● **To do**: Transcribe, word for word and without additions, each line below from the one containing "use std::sync::Arc;" through the one containing "self.session()", both ends included.
________
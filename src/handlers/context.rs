//! Command handler context.

use std::sync::Arc;

use minirc_proto::{Message, Response};
use parking_lot::RwLock;
use tokio::sync::mpsc;

use crate::error::{HandlerError, HandlerResult};
use crate::state::{Registry, Session, SessionId};

/// Context passed to each command handler: the originating session, the
/// shared registry, and the session's own writer queue for direct replies.
pub struct Context<'a> {
    pub id: SessionId,
    pub registry: &'a Arc<Registry>,
    pub sender: &'a mpsc::Sender<Arc<Message>>,
}

impl Context<'_> {
    pub fn server_name(&self) -> &str {
        &self.registry.server_name
    }

    pub fn session(&self) -> Option<Arc<RwLock<Session>>> {
        self.registry.session(self.id)
    }

    /// The session's nickname, or `*` before NICK.
    pub fn nick_or_star(&self) -> String {
        self.session()
            .map(|session| session.read().nick_or_star().to_string())
            .unwrap_or_else(|| "*".to_string())
    }

    /// Queue one line for this session.
    pub async fn send(&self, msg: Message) -> Result<(), HandlerError> {
        self.sender.send(Arc::new(msg)).await?;
        Ok(())
    }

    /// Build and queue a numeric reply in one call.
    pub async fn send_reply(
        &self,
        code: Response,
        params: Vec<String>,
        trailing: Option<String>,
    ) -> HandlerResult {
        self.send(Message::reply(self.server_name(), code, params, trailing))
            .await
    }
}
________
● **Your solution**:
use std::sync::Arc;

use minirc_proto::{Message, Response};
use parking_lot::RwLock;
use tokio::sync::mpsc;

use crate::error::{HandlerError, HandlerResult};
use crate::state::{Registry, Session, SessionId};

/// Context passed to each command handler: the originating session, the
/// shared registry, and the session's own writer queue for direct replies.
pub struct Context<'a> {
    pub id: SessionId,
    pub registry: &'a Arc<Registry>,
    pub sender: &'a mpsc::Sender<Arc<Message>>,
}

impl Context<'_> {
    pub fn server_name(&self) -> &str {
        &self.registry.server_name
    }

    pub fn session(&self) -> Option<Arc<RwLock<Session>>> {
        self.registry.session(self.id)
    }

    /// The session's nickname, or `*` before NICK.
    pub fn nick_or_star(&self) -> String {
        self.session()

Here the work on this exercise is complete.